The cast doesn’t give much hope for this either. Michael Peña as Mr. Roarke genuinely tries to match Ricardo Montalban’s continental suaveness, but he only ends up serving as the focal point for just how badly this film’s understanding of the original show turns out. Maggie Q, Truth Or Dare survivor Lucy Hale, Austin Stowell, and even Jimmy O. Yang and Ryan Hansen attempting a do-over on their buddy act schtick from Like A Boss, are all characters in that they have personalities traits but not a whole lot else. They exist as the plot requires them to so, on top of there being little to no cohesion in their actions from scene to scene, mustering up a fuck to give about their place in the story is more effort than it’s worth. Them all being different flavours of unlikeable doesn’t help.

With this film’s place as a feature-length version of an old TV show, the scripting both makes sense in how it turned out while also being wholly mishandled. Through the guests of the titular island, we get a variety of different fantasies to serve as the intertwining plot threads. A lot of them revolve around abating their own regrets from the past or just fulfilling a personal want, but despite the film’s attempts to congeal all of these threads together, the tone couldn’t possibly be more all-over-the-place.

From domestic tragedy to revenge thriller to war drama to party-gone-wrong caper that looks like it was shot by David LaChappelle, the film keeps yanking the audience between all these different moods without any care for efficacy or engagement.
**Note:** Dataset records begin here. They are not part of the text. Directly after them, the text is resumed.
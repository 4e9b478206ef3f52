//! Configuration module for watchbridge.
//!
//! Layered configuration:
//! - Default values
//! - TOML configuration file (`.watchbridge/settings.toml`)
//! - Environment variable overrides
//!
//! # Environment Variables
//!
//! Environment variables must be prefixed with `WATCHBRIDGE_` and use double
//! underscores to separate nested levels:
//! - `WATCHBRIDGE_SESSION__CASE_SENSITIVE_PATHS=false` sets `session.case_sensitive_paths`
//! - `WATCHBRIDGE_TRANSPORT__CHANNEL_CAPACITY=1024` sets `transport.channel_capacity`
//! - `WATCHBRIDGE_LOGGING__DEFAULT=debug` sets `logging.default`

use figment::{
    Figment,
    providers::{Env, Format, Serialized, Toml},
};
use indexmap::IndexMap;
use serde::{Deserialize, Serialize};
use std::path::{Path, PathBuf};

const CONFIG_DIR: &str = ".watchbridge";
const CONFIG_FILE: &str = "settings.toml";
const ENV_PREFIX: &str = "WATCHBRIDGE_";

#[derive(Debug, Deserialize, Serialize, Clone, PartialEq)]
pub struct Settings {
    /// Version of the configuration schema
    #[serde(default = "default_version")]
    pub version: u32,

    /// Logging levels
    #[serde(default)]
    pub logging: LoggingConfig,

    /// Path handling for bound sessions
    #[serde(default)]
    pub session: SessionConfig,

    /// Stdio transport settings
    #[serde(default)]
    pub transport: TransportConfig,
}

#[derive(Debug, Deserialize, Serialize, Clone, PartialEq)]
pub struct LoggingConfig {
    /// Level for all targets without an override
    #[serde(default = "default_log_level")]
    pub default: String,

    /// Per-target overrides, e.g. `watchbridge::session = "debug"`
    #[serde(default)]
    pub modules: IndexMap<String, String>,
}

#[derive(Debug, Deserialize, Serialize, Clone, PartialEq)]
pub struct SessionConfig {
    /// Whether paths differing only in case name different files
    #[serde(default = "default_case_sensitive_paths")]
    pub case_sensitive_paths: bool,
}

#[derive(Debug, Deserialize, Serialize, Clone, PartialEq)]
pub struct TransportConfig {
    /// Outbound notifications queued before new ones are dropped
    #[serde(default = "default_channel_capacity")]
    pub channel_capacity: usize,
}

fn default_version() -> u32 { 1 }
fn default_log_level() -> String { "warn".to_string() }
fn default_channel_capacity() -> usize { 256 }

/// Case sensitivity of the host platform's default file system.
pub fn default_case_sensitive_paths() -> bool {
    !cfg!(any(target_os = "windows", target_os = "macos"))
}

impl Default for Settings {
    fn default() -> Self {
        Self {
            version: default_version(),
            logging: LoggingConfig::default(),
            session: SessionConfig::default(),
            transport: TransportConfig::default(),
        }
    }
}

impl Default for LoggingConfig {
    fn default() -> Self {
        Self {
            default: default_log_level(),
            modules: IndexMap::new(),
        }
    }
}

impl Default for SessionConfig {
    fn default() -> Self {
        Self {
            case_sensitive_paths: default_case_sensitive_paths(),
        }
    }
}

impl Default for TransportConfig {
    fn default() -> Self {
        Self {
            channel_capacity: default_channel_capacity(),
        }
    }
}

impl Settings {
    /// Load configuration from all sources
    pub fn load() -> Result<Self, Box<figment::Error>> {
        let config_path = Self::find_workspace_config()
            .unwrap_or_else(|| PathBuf::from(CONFIG_DIR).join(CONFIG_FILE));
        Self::load_from(config_path)
    }

    /// Load configuration from a specific file, still honoring env overrides
    pub fn load_from(path: impl AsRef<Path>) -> Result<Self, Box<figment::Error>> {
        Figment::new()
            .merge(Serialized::defaults(Settings::default()))
            .merge(Toml::file(path.as_ref()))
            .merge(
                Env::prefixed(ENV_PREFIX)
                    .map(|key| key.as_str().to_lowercase().replace("__", ".").into()),
            )
            .extract()
            .map_err(Box::new)
    }

    /// Find `.watchbridge/settings.toml` in the current directory or an ancestor
    fn find_workspace_config() -> Option<PathBuf> {
        let current = std::env::current_dir().ok()?;

        for ancestor in current.ancestors() {
            let config_dir = ancestor.join(CONFIG_DIR);
            if config_dir.is_dir() {
                return Some(config_dir.join(CONFIG_FILE));
            }
        }

        None
    }

    /// Save current configuration to file
    pub fn save(&self, path: impl AsRef<Path>) -> Result<(), Box<dyn std::error::Error>> {
        let parent = path.as_ref().parent().ok_or("Invalid path")?;
        std::fs::create_dir_all(parent)?;

        let toml_string = toml::to_string_pretty(self)?;
        std::fs::write(path, toml_string)?;

        Ok(())
    }

    /// Create a default settings file under `root`
    pub fn init_config_file(root: impl AsRef<Path>, force: bool) -> Result<PathBuf, Box<dyn std::error::Error>> {
        let config_path = root.as_ref().join(CONFIG_DIR).join(CONFIG_FILE);

        if !force && config_path.exists() {
            return Err("Configuration file already exists. Use --force to overwrite".into());
        }

        Settings::default().save(&config_path)?;
        Ok(config_path)
    }

    /// Render the settings as TOML
    pub fn to_toml(&self) -> Result<String, toml::ser::Error> {
        toml::to_string_pretty(self)
    }
}
//! Error types for the watch registry and its session plumbing.

use thiserror::Error;

/// Errors from watch registry and session operations.
#[derive(Error, Debug)]
pub enum WatchError {
    #[error("Session not supplied, not supported")]
    SessionNotSupplied,

    #[error("No session bound; call create() or set_session() first")]
    SessionNotBound,

    #[error("Watch ids exhausted")]
    IdsExhausted,

    #[error("Protocol handler already exists for command \"{command}\"")]
    HandlerAlreadyRegistered { command: String },

    #[error("Invalid request: {reason}")]
    InvalidRequest { reason: String },

    #[error("Unrecognized JSON command: {command}")]
    UnknownCommand { command: String },

    #[error("IO error: {0}")]
    Io(#[from] std::io::Error),

    #[error("JSON error: {0}")]
    Json(#[from] serde_json::Error),
}
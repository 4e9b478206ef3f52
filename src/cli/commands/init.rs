//! Init and Config commands.

use crate::config::Settings;

/// Run init command - create configuration file in the current directory.
pub fn run_init(force: bool) -> anyhow::Result<()> {
    let root = std::env::current_dir()?;
    let path = Settings::init_config_file(&root, force).map_err(|e| anyhow::anyhow!("{e}"))?;
    println!("Created configuration file at: {}", path.display());
    println!("Edit this file to customize your settings.");
    Ok(())
}

/// Run config command - display current configuration.
pub fn run_config(config: &Settings) -> anyhow::Result<()> {
    println!("Current Configuration:");
    println!("{}", "=".repeat(50));
    println!("{}", config.to_toml()?);
    Ok(())
}
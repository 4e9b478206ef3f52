//! Stdio session: the watch protocol as newline-delimited JSON.

use std::cell::RefCell;
use std::rc::Rc;

use serde_json::{Value, json};
use watchbridge::session::serve;
use watchbridge::{
    Canonicalizer, Disposer, FileWatcherCallback, FileWatcherEventKind, Session, StdioSession,
    WatchFactory,
};

fn output_lines(output: &[u8]) -> Vec<Value> {
    String::from_utf8_lossy(output)
        .lines()
        .map(|line| serde_json::from_str(line).expect("each output line is JSON"))
        .collect()
}

fn request_line(seq: u64, id: u64, path: &str, event_type: &str) -> String {
    let request = json!({
        "seq": seq,
        "type": "request",
        "command": "onWatchChange",
        "arguments": {"id": id, "path": path, "eventType": event_type},
    });
    format!("{request}\n")
}

#[tokio::test]
async fn test_create_change_and_ack() {
    let (session, events) = StdioSession::new(Canonicalizer::new(true), 16);
    let session = Rc::new(session);
    let factory = WatchFactory::new();
    factory.create(Some(session.clone() as Rc<dyn Session>)).unwrap();

    let calls: Rc<RefCell<Vec<(String, FileWatcherEventKind)>>> = Rc::default();
    let sink = calls.clone();
    let callback: FileWatcherCallback = Rc::new(move |path: &str, kind: FileWatcherEventKind| {
        sink.borrow_mut().push((path.to_string(), kind));
    });
    let _watcher = factory.watch_file("/x/a.ts", callback).unwrap();

    let input = request_line(7, 1, "/x/a.ts", "create");
    let mut output = Vec::new();
    serve(&session, events, input.as_bytes(), &mut output, || {})
        .await
        .unwrap();

    let lines = output_lines(&output);
    assert_eq!(lines.len(), 2);

    assert_eq!(lines[0]["type"], "event");
    assert_eq!(lines[0]["event"], "createFileWatcher");
    assert_eq!(lines[0]["body"], json!({"path": "/x/a.ts", "id": 1}));

    assert_eq!(lines[1]["type"], "response");
    assert_eq!(lines[1]["command"], "onWatchChange");
    assert_eq!(lines[1]["request_seq"], 7);
    assert_eq!(lines[1]["success"], true);
    assert_eq!(lines[1]["body"], "onWatchChangeComplete");
    assert!(lines[1]["seq"].as_u64() > lines[0]["seq"].as_u64());

    assert_eq!(
        *calls.borrow(),
        vec![("/x/a.ts".to_string(), FileWatcherEventKind::Created)]
    );
}

#[tokio::test]
async fn test_close_raised_during_request_precedes_response() {
    let (session, events) = StdioSession::new(Canonicalizer::new(true), 16);
    let session = Rc::new(session);
    let factory = WatchFactory::new();
    factory.create(Some(session.clone() as Rc<dyn Session>)).unwrap();

    // The watcher closes itself once its directory is deleted.
    let slot: Rc<RefCell<Option<Disposer>>> = Rc::default();
    let inner = slot.clone();
    let watcher = factory
        .watch_directory(
            "/proj",
            Rc::new(move |_: &str| {
                if let Some(watcher) = inner.borrow_mut().take() {
                    watcher.close();
                }
            }),
            true,
        )
        .unwrap();
    *slot.borrow_mut() = Some(watcher);

    let input = format!(
        "{}{}",
        request_line(1, 1, "/proj/a.ts", "update"),
        request_line(2, 1, "/proj", "delete")
    );
    let mut output = Vec::new();
    serve(&session, events, input.as_bytes(), &mut output, || {})
        .await
        .unwrap();

    let lines = output_lines(&output);
    let kinds: Vec<String> = lines
        .iter()
        .map(|line| {
            line["event"]
                .as_str()
                .or(line["command"].as_str())
                .unwrap_or_default()
                .to_string()
        })
        .collect();
    assert_eq!(
        kinds,
        vec![
            "createDirectoryWatcher",
            "onWatchChange",
            "closeWatcher",
            "onWatchChange"
        ]
    );
    assert_eq!(lines[0]["body"], json!({"path": "/proj", "id": 1, "recursive": true}));
    assert_eq!(lines[2]["body"], json!({"id": 1, "type": "rDir"}));
    assert_eq!(factory.stats().total(), 0);
}

#[tokio::test]
async fn test_bad_input_gets_error_responses() {
    let (session, events) = StdioSession::new(Canonicalizer::new(true), 16);
    let session = Rc::new(session);
    let factory = WatchFactory::new();
    factory.create(Some(session.clone() as Rc<dyn Session>)).unwrap();

    let input = concat!(
        "this is not json\n",
        "\n",
        "{\"seq\":5,\"type\":\"request\",\"command\":\"geterr\"}\n",
        "{\"seq\":6,\"type\":\"request\",\"command\":\"onWatchChange\",\"arguments\":{\"id\":1}}\n",
        "{\"seq\":7,\"type\":\"request\",\"command\":\"onWatchChange\",\"arguments\":{\"id\":99,\"path\":\"/q\",\"eventType\":\"delete\"}}\n",
    );
    let mut output = Vec::new();
    serve(&session, events, input.as_bytes(), &mut output, || {})
        .await
        .unwrap();

    let lines = output_lines(&output);
    assert_eq!(lines.len(), 4);

    assert_eq!(lines[0]["success"], false);
    assert_eq!(lines[0]["request_seq"], 0);

    assert_eq!(lines[1]["success"], false);
    assert_eq!(lines[1]["message"], "Unrecognized JSON command: geterr");

    assert_eq!(lines[2]["success"], false);
    assert_eq!(lines[2]["request_seq"], 6);

    assert_eq!(lines[3]["success"], true);
    assert_eq!(lines[3]["body"], "onWatchChangeComplete");
}

#[tokio::test]
async fn test_watches_closed_at_shutdown_are_written() {
    let (session, events) = StdioSession::new(Canonicalizer::new(true), 16);
    let session = Rc::new(session);
    let factory = WatchFactory::new();
    factory.create(Some(session.clone() as Rc<dyn Session>)).unwrap();

    let file_watch = factory
        .watch_file("/x/a.ts", Rc::new(|_: &str, _: FileWatcherEventKind| {}))
        .unwrap();
    let dir_watch = factory
        .watch_directory("/x", Rc::new(|_: &str| {}), false)
        .unwrap();

    let mut output = Vec::new();
    serve(&session, events, "".as_bytes(), &mut output, || {
        file_watch.close();
        dir_watch.close();
    })
    .await
    .unwrap();

    let lines = output_lines(&output);
    let events: Vec<&str> = lines
        .iter()
        .filter_map(|line| line["event"].as_str())
        .collect();
    assert_eq!(
        events,
        vec![
            "createFileWatcher",
            "createDirectoryWatcher",
            "closeWatcher",
            "closeWatcher"
        ]
    );
    assert_eq!(lines[2]["body"], json!({"id": 1, "type": "file"}));
    assert_eq!(lines[3]["body"], json!({"id": 2, "type": "dir"}));
    assert_eq!(factory.stats().total(), 0);
}
//! Unified logging for watchbridge.
//!
//! Compact timestamped logging with per-target level configuration, written
//! to stderr so stdout stays free for protocol messages. `RUST_LOG` overrides
//! the configured levels.
//!
//! # Configuration
//!
//! ```toml
//! [logging]
//! default = "warn"
//!
//! [logging.modules]
//! "watchbridge::watcher" = "debug"
//! ```

use std::sync::Once;
use tracing_subscriber::fmt::time::FormatTime;
use tracing_subscriber::layer::SubscriberExt;
use tracing_subscriber::util::SubscriberInitExt;
use tracing_subscriber::{EnvFilter, Layer};

use crate::config::LoggingConfig;

static INIT: Once = Once::new();

/// Compact time format: HH:MM:SS.mmm
struct CompactTime;

impl FormatTime for CompactTime {
    fn format_time(&self, w: &mut tracing_subscriber::fmt::format::Writer<'_>) -> std::fmt::Result {
        write!(w, "{}", chrono::Local::now().format("%H:%M:%S%.3f"))
    }
}

/// Build the filter directive string for a logging config.
pub fn filter_directives(config: &LoggingConfig) -> String {
    let mut filter_str = config.default.clone();
    for (module, level) in &config.modules {
        filter_str.push_str(&format!(",{module}={level}"));
    }
    filter_str
}

/// Initialize logging with configuration.
///
/// Only the first call takes effect.
pub fn init_with_config(config: &LoggingConfig) {
    INIT.call_once(|| {
        let filter = if std::env::var("RUST_LOG").is_ok() {
            EnvFilter::from_default_env()
        } else {
            EnvFilter::new(filter_directives(config))
        };

        let fmt_layer = tracing_subscriber::fmt::layer()
            .with_writer(std::io::stderr)
            .with_target(true)
            .with_timer(CompactTime)
            .with_level(true)
            .with_filter(filter);

        tracing_subscriber::registry().with(fmt_layer).init();
    });
}

/// Log an event with component context.
///
/// # Examples
/// ```ignore
/// log_event!("factory", "Added command for onWatchChange");
/// log_event!("serve", "changed", "{}", path);
/// ```
#[macro_export]
macro_rules! log_event {
    ($component:expr, $event:expr) => {
        tracing::info!("[{}] {}", $component, $event)
    };
    ($component:expr, $event:expr, $($arg:tt)*) => {
        tracing::info!("[{}] {}: {}", $component, $event, format!($($arg)*))
    };
}

/// Debug-only event logging.
///
/// # Examples
/// ```ignore
/// debug_event!("disposer", "close", "{} id={}", watch_type, id);
/// ```
#[macro_export]
macro_rules! debug_event {
    ($component:expr, $event:expr) => {
        tracing::debug!("[{}] {}", $component, $event)
    };
    ($component:expr, $event:expr, $($arg:tt)*) => {
        tracing::debug!("[{}] {}: {}", $component, $event, format!($($arg)*))
    };
}

#[cfg(test)]
mod tests {
    use super::*;

    #[test]
    fn test_filter_directives() {
        let mut config = LoggingConfig::default();
        assert_eq!(filter_directives(&config), "warn");

        config.modules.insert("watchbridge::session".to_string(), "debug".to_string());
        assert_eq!(filter_directives(&config), "warn,watchbridge::session=debug");
    }
}
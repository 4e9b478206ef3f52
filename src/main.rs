use clap::Parser;

use watchbridge::cli::commands::{init, serve};
use watchbridge::cli::{Cli, Commands};
use watchbridge::config::Settings;

#[tokio::main(flavor = "current_thread")]
async fn main() -> anyhow::Result<()> {
    let cli = Cli::parse();

    let config = match &cli.config {
        Some(path) => Settings::load_from(path),
        None => Settings::load(),
    }
    .map_err(|e| anyhow::anyhow!("Configuration error: {e}"))?;

    watchbridge::logging::init_with_config(&config.logging);

    match cli.command {
        Commands::Init { force } => init::run_init(force),
        Commands::Config => init::run_config(&config),
        Commands::Serve {
            files,
            dirs,
            recursive_dirs,
            case_insensitive,
        } => {
            let args = serve::ServeArgs {
                files,
                dirs,
                recursive_dirs,
                case_insensitive,
            };
            serve::run(args, &config).await
        }
    }
}
pub mod cli;
pub mod config;
pub mod logging;
pub mod protocol;
pub mod session;
pub mod types;
pub mod watcher;

pub use config::Settings;
pub use protocol::{WatchChangeArgs, WatcherNotification};
pub use session::{Canonicalizer, MemorySession, Session, StdioSession};
pub use types::{CanonicalPath, FileWatcherEventKind, WatchEventType, WatchId, WatchType};
pub use watcher::{
    DirectoryWatcherCallback, Disposer, FileWatcherCallback, WatchError, WatchFactory, WatchStats,
};
//! Wire types exchanged with the external change source.
//!
//! Messages use the tsserver envelope: every message has a `seq` and a
//! `type` of `request`, `response` or `event`.

use serde::{Deserialize, Serialize};
use serde_json::Value;

use crate::types::{WatchEventType, WatchId, WatchType};

/// Command name of the one inbound request.
pub const WATCH_CHANGE_COMMAND: &str = "onWatchChange";

/// Body of every successful `onWatchChange` response.
pub const WATCH_CHANGE_ACK: &str = "onWatchChangeComplete";

pub const CREATE_FILE_WATCHER: &str = "createFileWatcher";
pub const CREATE_DIRECTORY_WATCHER: &str = "createDirectoryWatcher";
pub const CLOSE_WATCHER: &str = "closeWatcher";

/// Outbound, fire-and-forget notification to the change source.
#[derive(Debug, Clone, PartialEq, Eq)]
pub enum WatcherNotification {
    CreateFileWatcher {
        path: String,
        id: WatchId,
    },
    CreateDirectoryWatcher {
        path: String,
        id: WatchId,
        recursive: bool,
    },
    CloseWatcher {
        id: WatchId,
        watch_type: WatchType,
    },
}

#[derive(Serialize)]
struct CreateBody<'a> {
    path: &'a str,
    id: WatchId,
    #[serde(skip_serializing_if = "Option::is_none")]
    recursive: Option<bool>,
}

#[derive(Serialize)]
struct CloseBody {
    id: WatchId,
    #[serde(rename = "type")]
    watch_type: WatchType,
}

impl WatcherNotification {
    /// Event name used in the envelope.
    pub fn event_name(&self) -> &'static str {
        match self {
            WatcherNotification::CreateFileWatcher { .. } => CREATE_FILE_WATCHER,
            WatcherNotification::CreateDirectoryWatcher { .. } => CREATE_DIRECTORY_WATCHER,
            WatcherNotification::CloseWatcher { .. } => CLOSE_WATCHER,
        }
    }

    pub fn id(&self) -> WatchId {
        match self {
            WatcherNotification::CreateFileWatcher { id, .. }
            | WatcherNotification::CreateDirectoryWatcher { id, .. }
            | WatcherNotification::CloseWatcher { id, .. } => *id,
        }
    }

    /// Event body as JSON.
    pub fn body(&self) -> Value {
        let body = match self {
            WatcherNotification::CreateFileWatcher { path, id } => {
                serde_json::to_value(CreateBody {
                    path,
                    id: *id,
                    recursive: None,
                })
            }
            WatcherNotification::CreateDirectoryWatcher {
                path,
                id,
                recursive,
            } => serde_json::to_value(CreateBody {
                path,
                id: *id,
                recursive: Some(*recursive),
            }),
            WatcherNotification::CloseWatcher { id, watch_type } => {
                serde_json::to_value(CloseBody {
                    id: *id,
                    watch_type: *watch_type,
                })
            }
        };
        body.unwrap_or(Value::Null)
    }
}

/// An inbound request.
#[derive(Debug, Clone, Deserialize)]
pub struct Request {
    pub seq: u64,

    #[serde(rename = "type")]
    pub message_type: String,

    pub command: String,

    #[serde(default)]
    pub arguments: Value,
}

/// A response to an inbound request.
#[derive(Debug, Clone, PartialEq, Serialize)]
pub struct Response {
    pub seq: u64,

    #[serde(rename = "type")]
    pub message_type: &'static str,

    pub command: String,

    pub request_seq: u64,

    pub success: bool,

    #[serde(skip_serializing_if = "Option::is_none")]
    pub body: Option<Value>,

    #[serde(skip_serializing_if = "Option::is_none")]
    pub message: Option<String>,
}

impl Response {
    /// Creates a success response.
    pub fn success(request: &Request, body: Value) -> Self {
        Self {
            seq: 0,
            message_type: "response",
            command: request.command.clone(),
            request_seq: request.seq,
            success: true,
            body: Some(body),
            message: None,
        }
    }

    /// Creates a failed response.
    pub fn error(command: impl Into<String>, request_seq: u64, message: impl Into<String>) -> Self {
        Self {
            seq: 0,
            message_type: "response",
            command: command.into(),
            request_seq,
            success: false,
            body: None,
            message: Some(message.into()),
        }
    }

    /// Response for a line that could not be parsed as a request.
    pub fn parse_error(message: impl Into<String>) -> Self {
        Self::error("unknown", 0, message)
    }
}

/// An outbound event envelope.
#[derive(Debug, Clone, PartialEq, Serialize)]
pub struct Event {
    pub seq: u64,

    #[serde(rename = "type")]
    pub message_type: &'static str,

    pub event: &'static str,

    pub body: Value,
}

impl Event {
    pub fn new(seq: u64, notification: &WatcherNotification) -> Self {
        Self {
            seq,
            message_type: "event",
            event: notification.event_name(),
            body: notification.body(),
        }
    }
}

/// What a protocol handler hands back to the session.
#[derive(Debug, Clone, PartialEq)]
pub struct HandlerResponse {
    pub response: Value,
}

impl HandlerResponse {
    pub fn new(response: impl Into<Value>) -> Self {
        Self {
            response: response.into(),
        }
    }
}

/// Arguments of an `onWatchChange` request.
#[derive(Debug, Clone, PartialEq, Eq, Deserialize, Serialize)]
#[serde(rename_all = "camelCase")]
pub struct WatchChangeArgs {
    /// Raw wire id; ids that were never issued are ignored by the router.
    pub id: u64,
    pub path: String,
    pub event_type: WatchEventType,
}
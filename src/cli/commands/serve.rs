//! Serve command - bridge watches over stdin/stdout.

use std::rc::Rc;

use crate::config::Settings;
use crate::session::{Canonicalizer, Session, StdioSession, serve};
use crate::types::FileWatcherEventKind;
use crate::watcher::{Disposer, WatchFactory};

/// Arguments for the serve command.
pub struct ServeArgs {
    pub files: Vec<String>,
    pub dirs: Vec<String>,
    pub recursive_dirs: Vec<String>,
    pub case_insensitive: bool,
}

/// Run the serve command.
///
/// Every watched path gets a callback that logs the changes it receives.
/// Runs until stdin closes, then closes all watches.
pub async fn run(args: ServeArgs, config: &Settings) -> anyhow::Result<()> {
    let case_sensitive = config.session.case_sensitive_paths && !args.case_insensitive;
    let (session, events) = StdioSession::new(
        Canonicalizer::new(case_sensitive),
        config.transport.channel_capacity,
    );
    let session = Rc::new(session);

    let factory = WatchFactory::new();
    factory.create(Some(session.clone() as Rc<dyn Session>))?;

    let watchers = subscribe_all(&factory, &args)?;
    crate::log_event!(
        "serve",
        "ready",
        "{} watches, case sensitive: {case_sensitive}",
        factory.stats().total()
    );

    let stdin = tokio::io::BufReader::new(tokio::io::stdin());
    serve(&session, events, stdin, tokio::io::stdout(), || {
        for watcher in &watchers {
            watcher.close();
        }
    })
    .await?;

    let stats = factory.stats();
    crate::log_event!(
        "serve",
        "stopped",
        "{} ids allocated, {} watches still open",
        stats.allocated_ids,
        stats.total()
    );
    Ok(())
}

fn subscribe_all(factory: &WatchFactory, args: &ServeArgs) -> anyhow::Result<Vec<Disposer>> {
    let mut watchers = Vec::new();

    for path in &args.files {
        watchers.push(factory.watch_file(
            path,
            Rc::new(|changed: &str, kind: FileWatcherEventKind| {
                crate::log_event!("serve", "file changed", "{changed} {kind:?}");
            }),
        )?);
    }

    let directories = args
        .dirs
        .iter()
        .map(|path| (path, false))
        .chain(args.recursive_dirs.iter().map(|path| (path, true)));
    for (path, recursive) in directories {
        watchers.push(factory.watch_directory(
            path,
            Rc::new(move |changed: &str| {
                crate::log_event!("serve", "directory changed", "{changed} recursive={recursive}");
            }),
            recursive,
        )?);
    }

    Ok(watchers)
}
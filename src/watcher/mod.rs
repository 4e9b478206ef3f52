//! Refcounted watch registry and change-event router.
//!
//! # Architecture
//!
//! ```text
//! consumer --watch_file/watch_directory--> WatchFactory
//!                                            |
//!                        +-------------------+-------------------+
//!                        |                   |                   |
//!                  files collection   dirs collection    rDirs collection
//!                        |                   |                   |
//!                        +------ shared IdAllocator -------------+
//!
//! WatchFactory --createFileWatcher/createDirectoryWatcher/closeWatcher--> Session
//! Session --onWatchChange--> WatchFactory --> callbacks
//! ```

mod collection;
mod disposer;
mod error;
mod factory;
mod registry;

pub use collection::{CallbackSet, Subscribed, Unsubscribed, WatcherCollection};
pub use disposer::Disposer;
pub use error::WatchError;
pub use factory::WatchFactory;
pub use registry::{DirectoryWatcherCallback, FileWatcherCallback, Subscriber, WatchRegistry, WatchStats};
It goes beyond feeling like a bunch of separate TV episodes stapled together, as these don’t even feel like they come from the same show.

It is almost kind of impressive just how lame this thing is, even when taken piece by piece, and it really highlights how little of an idea Jeff Wadlow had in making this whole affair work. In the horror scenes, the sound design and Bear McCreary’s soundtrack do substantially more to create tension and/or atmosphere than his way with visuals or even actors manage. When it suddenly decides to be an action movie, largely when it comes to Stowell’s cop who wants to play soldier and Yang/Hansen's “I want to have it all” blank slate wish fulfillment, it’s so bereft of a pulse that the sudden injection of zombies into the story basically turns the whole thing into a really lacklustre Call Of Duty custom map. And no, literally name-dropping Call Of Duty in the dialogue doesn’t make that effect any more acceptable.

The closest I can get to giving this film props is in how it tries to tie all of the guests’ fantasies together, specifically by tying them to a single past incident and their actions within it. However, while some of the textual sinew shows a modicum of potential, the end result feels like Saw run-off. Actually, scratch it; it feels more like Escape Room run-off, meaning we’re dealing with a watered-down version of an already watered-down version of something else. It shows. Add to that just how woeful the pacing is, where the bulk of the film is undercooked until they shove all the plot into its final act, and the whole thing turns out to be a gigantic mess.

Even knowing Wadlow’s range of competency going into this, I’m honestly quite taken aback at just how dreadful this is. All of the elements here that are even remotely interesting or compelling remained stuck in the back of my head, nagging at me that I rationally should like this movie more than I do.

But alas, even as a Saw apologist, there is nothing I can see in here that is worth sitting through, nor entertaining enough to excuse just how nightmarishly convoluted the story ultimately is. This has Wadlow teaming up again with two of the three co-writers of Truth Or Dare, and honestly, this might be even worse than that effort. Wadlow had better get used to his place as one of Blumhouse’s least necessary collaborators, or he should get wise to the fact that so-bad-it’s-good laughter is the most he can hope for in terms of positive reception.